Tricon (now the atrociously re-named Yum! Brands) signed on for arena naming rights. Miller targeted a new, rising generation of progressive Louisvillians involved with mid-sized businesses (typified by Todd Blue), enlisted the editorial support of the Courier-Journal, and cast himself in the leadership role of elder statesman.

Over a three-year period, successive bids for the Houston Rockets, Vancouver Grizzlies and Charlotte Hornets were mounted by Miller’s “Pursuit Team.”

It seemed that momentum was gained with each effort, but in the end, all three failed. In Miller’s eyes, his quest was defeated by a coalition of anti-progressive Ruppians, the bizarrely apathetic and detached Mayor Dave, grandstanding small-pond politicos, the egotistical self-absorption of Tom Jurich, Rick Pitino and the University of Louisville, and unexpected poison-pen vitriol by the former Miller family confidant, sportswriter Billy Reed.

For Miller, the result was a colossal missed opportunity to elevate Louisville by providing a state-of-the-art downtown arena suitable not just for the NBA but also for concerts and conventions, and at favorable economic terms for the city; to implement the tax-base-expansive ripple effect of the NBA; and to reward the young business professionals who stood the most to benefit from Louisville’s place on a bigger stage.

Worst of all to Miller, the debacle brought unmitigated embarrassment to the city of Louisville, which yet again had flaunted its regressive dirty laundry for all the world to see and refused, kicking and screaming, to be dragged into the 21st century.

Making sense of Miller?

What are we to say about a book that chronicles the pursuit of an NBA franchise, yet is dedicated …

" … to the many who dared mighty things with no fear of the unknown, and were willing to embrace life’s inexorable change, all the while refusing to take rank with those timid souls who daily exist in the grey twilight, never experiencing either victory or defeat and who thrive in the warmth of mediocrity’s comfort zone that’s found in the middle of the herd. They are the Champions."

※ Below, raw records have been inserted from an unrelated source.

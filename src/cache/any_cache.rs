//! Runtime selection between eviction policies.

use crate::cache::{CachePolicy, CacheStats, ClockCache, FifoCache, KvCache, LruCache};
use crate::common::Result;
use crate::storage::KvStore;

/// A cache whose policy is chosen at runtime.
///
/// Dispatches every [`KvCache`] operation to the concrete policy while
/// keeping the store type visible, so callers can still inspect or recover
/// it.
///
/// # Example
/// ```
/// use kvscache::{AnyCache, CachePolicy, KvCache, MemoryStore};
///
/// for policy in CachePolicy::ALL {
///     let mut cache = AnyCache::new(policy, MemoryStore::new(), 2).unwrap();
///     cache.set("a", "1").unwrap();
///     cache.flush().unwrap();
///     assert_eq!(cache.store().peek("a"), Some("1"));
/// }
/// ```
#[derive(Debug)]
pub enum AnyCache<S> {
    Clock(ClockCache<S>),
    Fifo(FifoCache<S>),
    Lru(LruCache<S>),
}

impl<S: KvStore> AnyCache<S> {
    /// Build a cache of the given policy.
    ///
    /// # Errors
    /// `Error::InvalidCapacity` if `capacity` is 0.
    pub fn new(policy: CachePolicy, store: S, capacity: usize) -> Result<Self> {
        Ok(match policy {
            CachePolicy::Clock => AnyCache::Clock(ClockCache::new(store, capacity)?),
            CachePolicy::Fifo => AnyCache::Fifo(FifoCache::new(store, capacity)?),
            CachePolicy::Lru => AnyCache::Lru(LruCache::new(store, capacity)?),
        })
    }

    pub fn store(&self) -> &S {
        match self {
            AnyCache::Clock(c) => c.store(),
            AnyCache::Fifo(c) => c.store(),
            AnyCache::Lru(c) => c.store(),
        }
    }

    pub fn store_mut(&mut self) -> &mut S {
        match self {
            AnyCache::Clock(c) => c.store_mut(),
            AnyCache::Fifo(c) => c.store_mut(),
            AnyCache::Lru(c) => c.store_mut(),
        }
    }

    /// Release the cache without flushing and hand back the store.
    pub fn into_store(self) -> S {
        match self {
            AnyCache::Clock(c) => c.into_store(),
            AnyCache::Fifo(c) => c.into_store(),
            AnyCache::Lru(c) => c.into_store(),
        }
    }

    fn as_dyn(&self) -> &dyn KvCache {
        match self {
            AnyCache::Clock(c) => c,
            AnyCache::Fifo(c) => c,
            AnyCache::Lru(c) => c,
        }
    }

    fn as_dyn_mut(&mut self) -> &mut dyn KvCache {
        match self {
            AnyCache::Clock(c) => c,
            AnyCache::Fifo(c) => c,
            AnyCache::Lru(c) => c,
        }
    }
}

impl<S: KvStore> KvCache for AnyCache<S> {
    fn get(&mut self, key: &str) -> Result<String> {
        self.as_dyn_mut().get(key)
    }

    fn set(&mut self, key: &str, value: &str) -> Result<()> {
        self.as_dyn_mut().set(key, value)
    }

    fn flush(&mut self) -> Result<()> {
        self.as_dyn_mut().flush()
    }

    fn len(&self) -> usize {
        self.as_dyn().len()
    }

    fn capacity(&self) -> usize {
        self.as_dyn().capacity()
    }

    fn contains(&self, key: &str) -> bool {
        self.as_dyn().contains(key)
    }

    fn is_dirty(&self, key: &str) -> Option<bool> {
        self.as_dyn().is_dirty(key)
    }

    fn stats(&self) -> &CacheStats {
        self.as_dyn().stats()
    }

    fn policy(&self) -> CachePolicy {
        self.as_dyn().policy()
    }
}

Alas, it is a limited sampling of champions, indeed.

Implicit in Air Ball is Miller’s assumption that his quest to bag an NBA franchise is gratefully supported by Louisville’s rank and file, and yet he fails to document any groundswell of support by the timid souls in the zone of mediocrity who quite frankly would be the ones expected to buy the majority of the seats to the tune of 15,000 paid attendance per home game.

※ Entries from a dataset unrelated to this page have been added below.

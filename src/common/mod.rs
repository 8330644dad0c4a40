//! Common types and utilities shared across kvscache.
//!
//! This module contains fundamental primitives used throughout the codebase:
//! - Configuration constants and [`CacheConfig`]
//! - Error types
//! - Identifiers (SlotId)

pub mod config;
pub mod error;
mod slot_id;

pub use config::CacheConfig;
pub use error::{Error, Result};
pub use slot_id::SlotId;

The admittedly gripping tale of Miller’s “Pursuit Team” with its deadlines and sleepless nights seems tantamount to V. I. Lenin’s small, dedicated group of Bolshevik revolutionaries; neither Lenin nor Miller provides evidence of a mass movement, instead expressing confidence that they’re doing the right thing according to ineffable laws of economic determinism and a fast-paced running game.

The people will catch up later ... or else.

The reader is left with no doubt whatsoever that Miller knows everyone there is to know and dozens of others not worth the effort to meet, but his paeans to the otherworldly skills of fellow lawyers again point to a degree of detachment from real life on the ground.

Numerous times Miller remarks that an attorney or business chieftain would be as comfortable in a corner bar as a corporate boardroom, but none of them ever risk a trip back to Schnitzelburg for the working man’s beer. However, several corks are popped on bottles of Opus One wine, which is a brand you'll not find at Flabby's.

Is this leadership?

Miller thinks so, and it probably is in the limited sense that he works tirelessly within his socio-economic peer group to convince a sufficient number of fellow economic elites that they should spend a great deal of money to help another businessman come to town and seek major profits – and, to corral politicians to float bonds for an arena as part of the ride.

Certainly there would be a positive economic ripple effect from the presence of an NBA team, but the extent of this benefit has by no means been established by any study of which I’m aware. If it had, these opportunities would be as easy to diagram as a clean pick and roll. It hasn’t, so Miller sticks with the only play he has bothered to put on the chalkboard: Cities with NBA teams have strong economies, therefore, strong economies must have NBA teams.

Does Louisville need a state-of-the-art downtown arena? Absolutely. Perhaps the single most compelling statistic quoted by Miller in Air Ball is his reference to the outdated Freedom Hall’s abysmal ranking on the chart of top moneymaking arenas nationwide, which reflects the fact that major musical production (to name just one) do not come to Louisville. A downtown arena would boost convention traffic, host big-time shows, and serve as the lure for the NBA.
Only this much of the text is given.